Content Isn't Your Business. It's Your Marketing.
Aiden Hiko
MrBeast's chocolate business made more money in 2024 than his entire YouTube operation.
His media company, the thing he built his name on, the thing that turned him into the most-subscribed creator in YouTube history, reportedly ran at a loss. Feastables didn't. And that's the whole story, if you know how to read it.
This isn't about MrBeast specifically. It's about a model shift that's been happening quietly for five years and is now undeniable. The creators winning at scale are not the ones with the best content strategy. They're the ones who figured out that content isn't the business. It's the marketing.
When the Biggest Creator on Earth Can't Profit From Content
Let's be precise about what happened here.
MrBeast didn't just "launch a food brand." He used a hundred million subscribers, the result of fifteen years of obsessive content investment, as a zero-cost distribution channel for a product business. Feastables reportedly spends close to nothing on paid advertising because every MrBeast video is, functionally, a product commercial reaching more people than a Super Bowl spot.
The YouTube channel is overhead. The chocolate is the business.
Now he's acquired Step, a Gen Z fintech app, for the same reason. Not because he's passionate about banking. Because he has a hundred million young people watching him, and financial products are high-margin. The content is the customer acquisition channel. The products are the revenue.
Most people reading that news cycle saw a creator diversifying. What they missed: if the content business was more profitable, he wouldn't need to.
The Model That Actually Works — And Always Did
This isn't new. It just took MrBeast going public with the numbers for people to name it.
The pattern has always been: the operators who win in creator-driven marketing aren't the ones who produce the best content. They're the ones who understand what the content is for.
I saw this firsthand building out HYPR's work with Kirgo Casino. We activated 186 creators across their launch campaign. Over 300 million in social reach since March. That number looks like a content story. It isn't. It's a customer acquisition story. Every piece of content we built was designed to move someone from passive viewer to registered user. The content wasn't the point. It was the machine.
The question we asked ourselves before briefing a single creator: "What would we want to see if Kirgo was a physical casino?" That reframe changed everything. When the content is the marketing, not the product, you brief differently, you measure differently, and you get very different results.
What This Looks Like at Every Size (Not Just MrBeast's)
You don't need 100 million subscribers to run this model.
The principle works at 10,000 followers. It works at 500,000. It works for the creator who's been grinding for three years and wondering why brand deals feel like they're going nowhere.
Here's the practical version: content is your distribution. What are you distributing toward?
If the answer is "more content," you're on a treadmill. If the answer is a product, a service, a course, a community, a newsletter that you own, you're building something with actual equity.
The difference between a creator with 200K followers who earns $80K a year on brand deals and one who earns $400K on the same audience is almost never content quality. It's business structure. One is selling inventory. The other built the store.
The brand deal model isn't going away. But the creators who are using it as their only revenue model are the most exposed in 2026. Platform-dependent income with no product underneath is a job, and your employer is an algorithm that can change the rules without notice.
The Question Every Creator Should Be Asking Right Now
Not "how do I get more brand deals?" The better question: what am I building toward?
If your content disappeared tomorrow, what would be left?
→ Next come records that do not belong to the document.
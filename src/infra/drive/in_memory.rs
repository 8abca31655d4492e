use std::path::Path;
use std::sync::atomic::{AtomicU64, Ordering};

use async_trait::async_trait;
use dashmap::DashMap;

use crate::core::sync::{DriveError, DriveItem, DriveStore};

/// Drive stand-in used with `DRY_RUN=true`.
///
/// Nothing leaves the machine; uploads are recorded by name so the
/// dedup behaviour matches a real run within the same process.
pub struct InMemoryDrive {
    /// folder id -> folder
    folders: DashMap<String, DriveItem>,
    /// (folder id, file name) -> file id
    files: DashMap<(String, String), String>,
    next_id: AtomicU64,
}

impl InMemoryDrive {
    pub fn new() -> Self {
        Self {
            folders: DashMap::new(),
            files: DashMap::new(),
            next_id: AtomicU64::new(1),
        }
    }

    fn allocate_id(&self, kind: &str) -> String {
        format!("dry-run-{}-{}", kind, self.next_id.fetch_add(1, Ordering::Relaxed))
    }
}

impl Default for InMemoryDrive {
    fn default() -> Self {
        Self::new()
    }
}

#[async_trait]
impl DriveStore for InMemoryDrive {
    async fn find_folders(&self, name: &str) -> Result<Vec<DriveItem>, DriveError> {
        let mut found: Vec<DriveItem> = self
            .folders
            .iter()
            .filter(|entry| entry.value().name == name)
            .map(|entry| entry.value().clone())
            .collect();
        // DashMap iteration order is arbitrary
        found.sort_by(|a, b| a.id.cmp(&b.id));
        Ok(found)
    }

    async fn get_folder(&self, id: &str) -> Result<Option<DriveItem>, DriveError> {
        if let Some(folder) = self.folders.get(id) {
            return Ok(Some(folder.clone()));
        }

        // A fixed id on a dry run refers to a real folder we cannot see.
        let folder = DriveItem {
            id: id.to_string(),
            name: id.to_string(),
        };
        self.folders.insert(id.to_string(), folder.clone());
        Ok(Some(folder))
    }

    async fn create_folder(&self, name: &str) -> Result<DriveItem, DriveError> {
        let folder = DriveItem {
            id: self.allocate_id("folder"),
            name: name.to_string(),
        };
        tracing::info!(folder_id = %folder.id, "[dry run] would create folder '{}'", name);
        self.folders.insert(folder.id.clone(), folder.clone());
        Ok(folder)
    }

    async fn file_exists(&self, folder_id: &str, name: &str) -> Result<bool, DriveError> {
        Ok(self
            .files
            .contains_key(&(folder_id.to_string(), name.to_string())))
    }

    async fn upload_file(
        &self,
        folder_id: &str,
        name: &str,
        path: &Path,
    ) -> Result<DriveItem, DriveError> {
        let size = tokio::fs::metadata(path).await?.len();
        let id = self.allocate_id("file");
        tracing::info!(
            file = %name,
            bytes = size,
            folder_id = %folder_id,
            "[dry run] would upload {}",
            path.display()
        );
        self.files
            .insert((folder_id.to_string(), name.to_string()), id.clone());
        Ok(DriveItem {
            id,
            name: name.to_string(),
        })
    }
}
If the answer is nothing, that's the problem. If the answer is an email list, a product catalogue, a community, a business that uses content as its primary distribution channel, you're in the right model.
MrBeast's media company losing money isn't a failure story. It's proof the model works exactly as designed. The content pays for itself by acquiring customers for the businesses that actually generate margin.
The question isn't whether you're the next MrBeast. It's whether your content is working for something, or you're working for it.
Aiden Hiko is the co-founder of HYPR, a global influencer marketing agency that has driven 300M+ in social reach for creator-brand campaigns across iGaming, entertainment, and consumer brands.